W dniu 19 sierpnia 2016 roku powód M. K. wytoczył przeciwko pozwanym E. B. i A. B. powództwo o zapłatę solidarnie kwoty 6.000 zł wraz z ustawowymi odsetkami za opóźnienie od dnia 30 lipca 2016 roku do dnia zapłaty oraz kosztami procesu. W uzasadnieniu powód podniósł, że w dniu 2 października 2014 r. pożyczył pozwanym kwotę 6.000 zł., która stanowiła wynagrodzenie rzeczoznawcy za wycenę nieruchomości w W.. Powyższą kwotę M. K. przelał ze swojego konta bankowego w Banku (...) S.A. na konto bankowe A. B.. Kwota pożyczki miała zostać zwrócona po upływie 3 miesięcy, jednak pomimo wielu ustnych próśb pozwani nie zwrócili kwoty 6.000 zł. W dniu 3 czerwca 2016 r. M. K. przyjechał do domu pozwanych wraz ze swoją dziewczyną, a następnie telefonem komórkowym zarejestrował przebieg rozmowy, podczas której pozwani zobowiązali się do zwrotu kwoty pożyczki. Pismem z dnia 8 lipca 2016 r. powód wezwał pozwanych do zwrotu pożyczki w terminie do 29 lipca 2016 r. Pismo zostało doręczone pozwanym w dniu 11 sierpnia 2016 r.

(pozew k. 3- 4)

W odpowiedzi na pozew wniesionej w dniu 12 października 2016 r. E. B. wniosła o oddalenie powództwa w całości. W uzasadnieniu pozwana potwierdziła co prawda, że M. K. udzielił jej pożyczki, ale w niższej kwocie 1.500 zł. Doszło do tego w grudniu 2014 r., w okresie przedświątecznym, a pieniądze powód przekazał pozwanej osobiście w obecności N. B.. Po kłótni w dniu 3 czerwca 2016 r. E. B. zwróciła powodowi kwotę 400 zł., a pozostała kwota 1.100 zł. została przekazana przez N. B. w dniu 10 czerwca 2016 r. Po spłacie pożyczki M. K. zakończył związek z N. B.. E. B. potwierdziła, że w dniu 11 lipca 2016 r. pozwani otrzymali wezwanie do zapłaty, na które A. B. odpowiedział pisemnie.

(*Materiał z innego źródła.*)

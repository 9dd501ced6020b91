use super::{CharClass, PatternError};

/// Pattern syntax tree.
#[derive(Debug, Clone, PartialEq, Eq)]
pub enum Regex {
    Symbol(CharClass),
    Concat(Box<Regex>, Box<Regex>),
    Alt(Box<Regex>, Box<Regex>),
    /// Zero or more.
    Star(Box<Regex>),
    /// One or more.
    Plus(Box<Regex>),
    /// Zero or one.
    Optional(Box<Regex>),
}

/// Pattern token after implicit concatenation has been made explicit.
#[derive(Debug, Clone, Copy, PartialEq, Eq)]
enum Item {
    Symbol(CharClass),
    /// `|`, `.`, or a postfix `*` `+` `?`.
    Op(char),
    Open(usize),
    Close(usize),
}

impl Regex {
    pub fn concat(left: Regex, right: Regex) -> Regex {
        Regex::Concat(Box::new(left), Box::new(right))
    }

    pub fn alt(left: Regex, right: Regex) -> Regex {
        Regex::Alt(Box::new(left), Box::new(right))
    }

    pub fn star(inner: Regex) -> Regex {
        Regex::Star(Box::new(inner))
    }

    pub fn plus(inner: Regex) -> Regex {
        Regex::Plus(Box::new(inner))
    }

    pub fn optional(inner: Regex) -> Regex {
        Regex::Optional(Box::new(inner))
    }

    /// Parse an infix pattern such as `L . (L | D)*` or `LD+`.
    ///
    /// Whitespace is ignored. Adjacent operands concatenate without an
    /// explicit `.`.
    pub fn parse(pattern: &str) -> Result<Regex, PatternError> {
        let items = with_explicit_concat(tokenize(pattern)?);
        let postfix = to_postfix(items)?;
        build(&postfix)
    }

    /// Postfix rendering, e.g. `LLD|*.` for `L(L|D)*`.
    pub fn to_postfix(&self) -> String {
        let mut out = String::new();
        self.write_postfix(&mut out);
        out
    }

    fn write_postfix(&self, out: &mut String) {
        match self {
            Regex::Symbol(class) => out.push(class.symbol()),
            Regex::Concat(l, r) => {
                l.write_postfix(out);
                r.write_postfix(out);
                out.push('.');
            }
            Regex::Alt(l, r) => {
                l.write_postfix(out);
                r.write_postfix(out);
                out.push('|');
            }
            Regex::Star(inner) => {
                inner.write_postfix(out);
                out.push('*');
            }
            Regex::Plus(inner) => {
                inner.write_postfix(out);
                out.push('+');
            }
            Regex::Optional(inner) => {
                inner.write_postfix(out);
                out.push('?');
            }
        }
    }
}

fn tokenize(pattern: &str) -> Result<Vec<Item>, PatternError> {
    let mut items = Vec::new();
    for (at, ch) in pattern.char_indices() {
        let item = match ch {
            c if c.is_whitespace() => continue,
            'L' => Item::Symbol(CharClass::Letter),
            'D' => Item::Symbol(CharClass::Digit),
            '|' | '.' | '*' | '+' | '?' => Item::Op(ch),
            '(' => Item::Open(at),
            ')' => Item::Close(at),
            _ => return Err(PatternError::UnexpectedCharacter { ch, at }),
        };
        items.push(item);
    }
    if items.is_empty() {
        return Err(PatternError::Empty);
    }
    Ok(items)
}

fn ends_operand(item: Item) -> bool {
    matches!(
        item,
        Item::Symbol(_) | Item::Close(_) | Item::Op('*' | '+' | '?')
    )
}

fn starts_operand(item: Item) -> bool {
    matches!(item, Item::Symbol(_) | Item::Open(_))
}

fn with_explicit_concat(items: Vec<Item>) -> Vec<Item> {
    let mut out: Vec<Item> = Vec::with_capacity(items.len() * 2);
    for item in items {
        if let Some(&prev) = out.last() {
            if ends_operand(prev) && starts_operand(item) {
                out.push(Item::Op('.'));
            }
        }
        out.push(item);
    }
    out
}

fn precedence(op: char) -> u8 {
    match op {
        '|' => 1,
        '.' => 2,
        _ => 3,
    }
}

/// Shunting-yard. Postfix operators go straight to the output since they
/// bind to the operand already emitted.
fn to_postfix(items: Vec<Item>) -> Result<Vec<Item>, PatternError> {
    let mut output = Vec::with_capacity(items.len());
    let mut stack: Vec<Item> = Vec::new();

    for item in items {
        match item {
            Item::Symbol(_) => output.push(item),
            Item::Op('*' | '+' | '?') => output.push(item),
            Item::Op(op) => {
                while let Some(&Item::Op(top)) = stack.last() {
                    if precedence(top) < precedence(op) {
                        break;
                    }
                    output.push(Item::Op(top));
                    stack.pop();
                }
                stack.push(item);
            }
            Item::Open(_) => stack.push(item),
            Item::Close(at) => loop {
                match stack.pop() {
                    Some(Item::Open(_)) => break,
                    Some(op) => output.push(op),
                    None => return Err(PatternError::UnbalancedParenthesis { at }),
                }
            },
        }
    }

    while let Some(item) = stack.pop() {
        if let Item::Open(at) = item {
            return Err(PatternError::UnbalancedParenthesis { at });
        }
        output.push(item);
    }
    Ok(output)
}

fn build(postfix: &[Item]) -> Result<Regex, PatternError> {
    let mut stack: Vec<Regex> = Vec::new();
    for &item in postfix {
        let node = match item {
            Item::Symbol(class) => Regex::Symbol(class),
            Item::Op(op) => {
                let missing = PatternError::MissingOperand { op };
                match op {
                    '*' | '+' | '?' => {
                        let inner = stack.pop().ok_or(missing)?;
                        match op {
                            '*' => Regex::star(inner),
                            '+' => Regex::plus(inner),
                            _ => Regex::optional(inner),
                        }
                    }
                    _ => {
                        let right = stack.pop().ok_or_else(|| missing.clone())?;
                        let left = stack.pop().ok_or(missing)?;
                        if op == '|' {
                            Regex::alt(left, right)
                        } else {
                            Regex::concat(left, right)
                        }
                    }
                }
            }
            // Parentheses never survive shunting-yard.
            Item::Open(at) | Item::Close(at) => {
                return Err(PatternError::UnbalancedParenthesis { at })
            }
        };
        stack.push(node);
    }

    let root = stack.pop().ok_or(PatternError::Empty)?;
    if !stack.is_empty() {
        return Err(PatternError::MissingOperand { op: '.' });
    }
    Ok(root)
}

(odpowiedź na pozew k. 25- 28)

W odpowiedzi na pozew wniesionej tego samego dnia A. B. również wniósł o oddalenie powództwa w całości. W uzasadnieniu pozwany zaprzeczył, aby pożyczył od powoda jakąkolwiek kwotę pieniędzy. W ocenie A. B. powód nie przedstawił żadnych dowodów na okoliczność zawarcia z pozwanym umowy pożyczki. Wprost przeciwnie, na załączonym do pozwu nagraniu rozmowy z dnia 3 czerwca 2016 r. M. K. wyraźnie stwierdza, że nie będzie rozmawiał z pozwanym, gdyż to nie on pożyczał od powoda pieniądze. W ocenie A. B. również potwierdzenie dokonania przelewu kwoty 6.000 zł. na konto pozwanego nie może stanowić dowodu udzielenia pożyczki, gdyż w tytule przelewu powód wskazał, że dokonuje go tytułem „wyceny”.

(odpowiedź na pozew k. 32- 35)

Do zamknięcia rozprawy stanowisko stron nie uległo zmianie.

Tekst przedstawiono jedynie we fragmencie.